(Listed entries)

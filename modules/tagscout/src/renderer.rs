use std::time::Duration;

use anyhow::{Context, Result};
use async_trait::async_trait;
use rand::Rng;
use tracing::{info, warn};

use tagscout_common::AppConfig;

// --- PageRenderer trait ---

/// Anything that can turn a URL into the HTML of the page after its scripts
/// have run.
#[async_trait]
pub trait PageRenderer: Send + Sync {
    async fn render(&self, url: &str) -> Result<String>;
    fn name(&self) -> &str;
}

/// Pick the renderer the config asks for: Browserless when a URL is set,
/// a local Chromium process otherwise.
pub fn renderer_from_config(config: &AppConfig) -> Box<dyn PageRenderer> {
    match config.browserless_url.as_deref() {
        Some(base_url) => Box::new(BrowserlessRenderer::new(
            base_url,
            config.browserless_token.as_deref(),
            config.page_wait,
        )),
        None => Box::new(ChromeRenderer::new(&config.chrome_bin, config.page_wait)),
    }
}

// --- Headless Chromium ---

/// Max attempts for transient Chrome failures (timeouts, "Cannot fork", empty DOM).
const CHROME_MAX_ATTEMPTS: u32 = 3;
/// Base backoff between attempts. Actual delay is base * 3^attempt + jitter.
const CHROME_RETRY_BASE: Duration = Duration::from_secs(3);
/// Hard limit on one Chrome process, on top of the page wait.
const CHROME_PROCESS_TIMEOUT: Duration = Duration::from_secs(30);

/// Renders with a fresh `chromium --headless --dump-dom` process per page.
/// Each call gets its own throwaway profile directory, so nothing is shared
/// between pages and the process is gone when the call returns.
pub struct ChromeRenderer {
    chrome_bin: String,
    page_wait: Duration,
}

impl ChromeRenderer {
    pub fn new(chrome_bin: &str, page_wait: Duration) -> Self {
        info!(
            chrome_bin,
            page_wait_ms = page_wait.as_millis() as u64,
            "Using ChromeRenderer (dump-dom)"
        );
        Self {
            chrome_bin: chrome_bin.to_string(),
            page_wait,
        }
    }

    async fn backoff(&self, url: &str, attempt: u32, reason: &str) {
        let backoff = CHROME_RETRY_BASE * 3u32.pow(attempt);
        let jitter = Duration::from_millis(rand::rng().random_range(0..1000));
        warn!(
            url,
            attempt = attempt + 1,
            backoff_secs = backoff.as_secs(),
            reason,
            "Chrome render failed, retrying after backoff"
        );
        tokio::time::sleep(backoff + jitter).await;
    }

    async fn run_chrome(&self, url: &str) -> Result<Vec<u8>> {
        let parsed = url::Url::parse(url).context("Invalid URL")?;
        if parsed.scheme() != "http" && parsed.scheme() != "https" {
            anyhow::bail!("Only http/https URLs are allowed, got: {}", parsed.scheme());
        }

        let budget = format!("--virtual-time-budget={}", self.page_wait.as_millis());
        let timeout = CHROME_PROCESS_TIMEOUT + self.page_wait;

        for attempt in 0..CHROME_MAX_ATTEMPTS {
            let last = attempt + 1 == CHROME_MAX_ATTEMPTS;
            let tmp_dir = tempfile::tempdir().context("Failed to create temp profile dir")?;

            let result = tokio::time::timeout(
                timeout,
                tokio::process::Command::new(&self.chrome_bin)
                    .args([
                        "--headless",
                        "--no-sandbox",
                        "--disable-gpu",
                        "--disable-dev-shm-usage",
                        "--window-size=1920,1080",
                        &format!("--user-data-dir={}", tmp_dir.path().display()),
                        &budget,
                        "--dump-dom",
                        url,
                    ])
                    .kill_on_drop(true)
                    .output(),
            )
            .await;

            match result {
                Ok(Ok(output)) if output.status.success() => {
                    if !output.stdout.is_empty() {
                        return Ok(output.stdout);
                    }
                    if last {
                        anyhow::bail!("Chrome returned an empty DOM for {url}");
                    }
                    self.backoff(url, attempt, "empty DOM").await;
                }
                Ok(Ok(output)) => {
                    let stderr = String::from_utf8_lossy(&output.stderr);
                    let transient = stderr.contains("Cannot fork")
                        || stderr.contains("Resource temporarily unavailable");
                    if !transient || last {
                        anyhow::bail!("Chrome exited with {} for {url}: {stderr}", output.status);
                    }
                    self.backoff(url, attempt, "cannot fork").await;
                }
                Ok(Err(e)) => {
                    let msg = e.to_string();
                    let transient = msg.contains("Cannot fork")
                        || msg.contains("Resource temporarily unavailable");
                    if !transient || last {
                        anyhow::bail!("Failed to run Chrome for {url}: {e}");
                    }
                    self.backoff(url, attempt, "launch failed").await;
                }
                Err(_) => {
                    if last {
                        anyhow::bail!("Chrome timed out after {}s for {url}", timeout.as_secs());
                    }
                    self.backoff(url, attempt, "timed out").await;
                }
            }
        }

        anyhow::bail!("Chrome gave up on {url}")
    }
}

#[async_trait]
impl PageRenderer for ChromeRenderer {
    async fn render(&self, url: &str) -> Result<String> {
        info!(url, renderer = "chrome", "Rendering page");

        let html = self.run_chrome(url).await?;
        let text = String::from_utf8_lossy(&html).into_owned();

        info!(url, renderer = "chrome", bytes = text.len(), "Page rendered");
        Ok(text)
    }

    fn name(&self) -> &str {
        "chrome"
    }
}

// --- Browserless ---

pub struct BrowserlessRenderer {
    client: browserless_client::BrowserlessClient,
    page_wait: Duration,
}

impl BrowserlessRenderer {
    pub fn new(base_url: &str, token: Option<&str>, page_wait: Duration) -> Self {
        info!(base_url, "Using BrowserlessRenderer");
        Self {
            client: browserless_client::BrowserlessClient::new(base_url, token),
            page_wait,
        }
    }
}

#[async_trait]
impl PageRenderer for BrowserlessRenderer {
    async fn render(&self, url: &str) -> Result<String> {
        info!(url, renderer = "browserless", "Rendering page");

        let html = self
            .client
            .content(url, Some(self.page_wait))
            .await
            .context("Browserless content request failed")?;

        info!(url, renderer = "browserless", bytes = html.len(), "Page rendered");
        Ok(html)
    }

    fn name(&self) -> &str {
        "browserless"
    }
}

(End Listed entries)

# What to work on
Output all of the records, keeping every word exact.

# Response
filename modules/tagscout/src/renderer.rs
use std::time::Duration;

use anyhow::{Context, Result};
use async_trait::async_trait;
use rand::Rng;
use tracing::{info, warn};

use tagscout_common::AppConfig;

// --- PageRenderer trait ---

/// Anything that can turn a URL into the HTML of the page after its scripts
/// have run.
#[async_trait]
pub trait PageRenderer: Send + Sync {
    async fn render(&self, url: &str) -> Result<String>;
    fn name(&self) -> &str;
}

/// Pick the renderer the config asks for: Browserless when a URL is set,
/// a local Chromium process otherwise.
pub fn renderer_from_config(config: &AppConfig) -> Box<dyn PageRenderer> {
    match config.browserless_url.as_deref() {
        Some(base_url) => Box::new(BrowserlessRenderer::new(
            base_url,
            config.browserless_token.as_deref(),
            config.page_wait,
        )),
        None => Box::new(ChromeRenderer::new(&config.chrome_bin, config.page_wait)),
    }
}

// --- Headless Chromium ---

/// Max attempts for transient Chrome failures (timeouts, "Cannot fork", empty DOM).
const CHROME_MAX_ATTEMPTS: u32 = 3;
/// Base backoff between attempts. Actual delay is base * 3^attempt + jitter.
const CHROME_RETRY_BASE: Duration = Duration::from_secs(3);
/// Hard limit on one Chrome process, on top of the page wait.
const CHROME_PROCESS_TIMEOUT: Duration = Duration::from_secs(30);

/// Renders with a fresh `chromium --headless --dump-dom` process per page.
/// Each call gets its own throwaway profile directory, so nothing is shared
/// between pages and the process is gone when the call returns.
pub struct ChromeRenderer {
    chrome_bin: String,
    page_wait: Duration,
}

impl ChromeRenderer {
    pub fn new(chrome_bin: &str, page_wait: Duration) -> Self {
        info!(
            chrome_bin,
            page_wait_ms = page_wait.as_millis() as u64,
            "Using ChromeRenderer (dump-dom)"
        );
        Self {
            chrome_bin: chrome_bin.to_string(),
            page_wait,
        }
    }

    async fn backoff(&self, url: &str, attempt: u32, reason: &str) {
        let backoff = CHROME_RETRY_BASE * 3u32.pow(attempt);
        let jitter = Duration::from_millis(rand::rng().random_range(0..1000));
        warn!(
            url,
            attempt = attempt + 1,
            backoff_secs = backoff.as_secs(),
            reason,
            "Chrome render failed, retrying after backoff"
        );
        tokio::time::sleep(backoff + jitter).await;
    }

    async fn run_chrome(&self, url: &str) -> Result<Vec<u8>> {
        let parsed = url::Url::parse(url).context("Invalid URL")?;
        if parsed.scheme() != "http" && parsed.scheme() != "https" {
            anyhow::bail!("Only http/https URLs are allowed, got: {}", parsed.scheme());
        }

        let budget = format!("--virtual-time-budget={}", self.page_wait.as_millis());
        let timeout = CHROME_PROCESS_TIMEOUT + self.page_wait;

        for attempt in 0..CHROME_MAX_ATTEMPTS {
            let last = attempt + 1 == CHROME_MAX_ATTEMPTS;
            let tmp_dir = tempfile::tempdir().context("Failed to create temp profile dir")?;

            let result = tokio::time::timeout(
                timeout,
                tokio::process::Command::new(&self.chrome_bin)
                    .args([
                        "--headless",
                        "--no-sandbox",
                        "--disable-gpu",
                        "--disable-dev-shm-usage",
                        "--window-size=1920,1080",
                        &format!("--user-data-dir={}", tmp_dir.path().display()),
                        &budget,
                        "--dump-dom",
                        url,
                    ])
                    .kill_on_drop(true)
                    .output(),
            )
            .await;

            match result {
                Ok(Ok(output)) if output.status.success() => {
                    if !output.stdout.is_empty() {
                        return Ok(output.stdout);
                    }
                    if last {
                        anyhow::bail!("Chrome returned an empty DOM for {url}");
                    }
                    self.backoff(url, attempt, "empty DOM").await;
                }
                Ok(Ok(output)) => {
                    let stderr = String::from_utf8_lossy(&output.stderr);
                    let transient = stderr.contains("Cannot fork")
                        || stderr.contains("Resource temporarily unavailable");
                    if !transient || last {
                        anyhow::bail!("Chrome exited with {} for {url}: {stderr}", output.status);
                    }
                    self.backoff(url, attempt, "cannot fork").await;
                }
                Ok(Err(e)) => {
                    let msg = e.to_string();
                    let transient = msg.contains("Cannot fork")
                        || msg.contains("Resource temporarily unavailable");
                    if !transient || last {
                        anyhow::bail!("Failed to run Chrome for {url}: {e}");
                    }
                    self.backoff(url, attempt, "launch failed").await;
                }
                Err(_) => {
                    if last {
                        anyhow::bail!("Chrome timed out after {}s for {url}", timeout.as_secs());
                    }
                    self.backoff(url, attempt, "timed out").await;
                }
            }
        }

        anyhow::bail!("Chrome gave up on {url}")
    }
}

#[async_trait]
impl PageRenderer for ChromeRenderer {
    async fn render(&self, url: &str) -> Result<String> {
        info!(url, renderer = "chrome", "Rendering page");

        let html = self.run_chrome(url).await?;
        let text = String::from_utf8_lossy(&html).into_owned();

        info!(url, renderer = "chrome", bytes = text.len(), "Page rendered");
        Ok(text)
    }

    fn name(&self) -> &str {
        "chrome"
    }
}

// --- Browserless ---

pub struct BrowserlessRenderer {
    client: browserless_client::BrowserlessClient,
    page_wait: Duration,
}

impl BrowserlessRenderer {
    pub fn new(base_url: &str, token: Option<&str>, page_wait: Duration) -> Self {
        info!(base_url, "Using BrowserlessRenderer");
        Self {
            client: browserless_client::BrowserlessClient::new(base_url, token),
            page_wait,
        }
    }
}

#[async_trait]
impl PageRenderer for BrowserlessRenderer {
    async fn render(&self, url: &str) -> Result<String> {
        info!(url, renderer = "browserless", "Rendering page");

        let html = self
            .client
            .content(url, Some(self.page_wait))
            .await
            .context("Browserless content request failed")?;

        info!(url, renderer = "browserless", bytes = html.len(), "Page rendered");
        Ok(html)
    }

    fn name(&self) -> &str {
        "browserless"
    }
}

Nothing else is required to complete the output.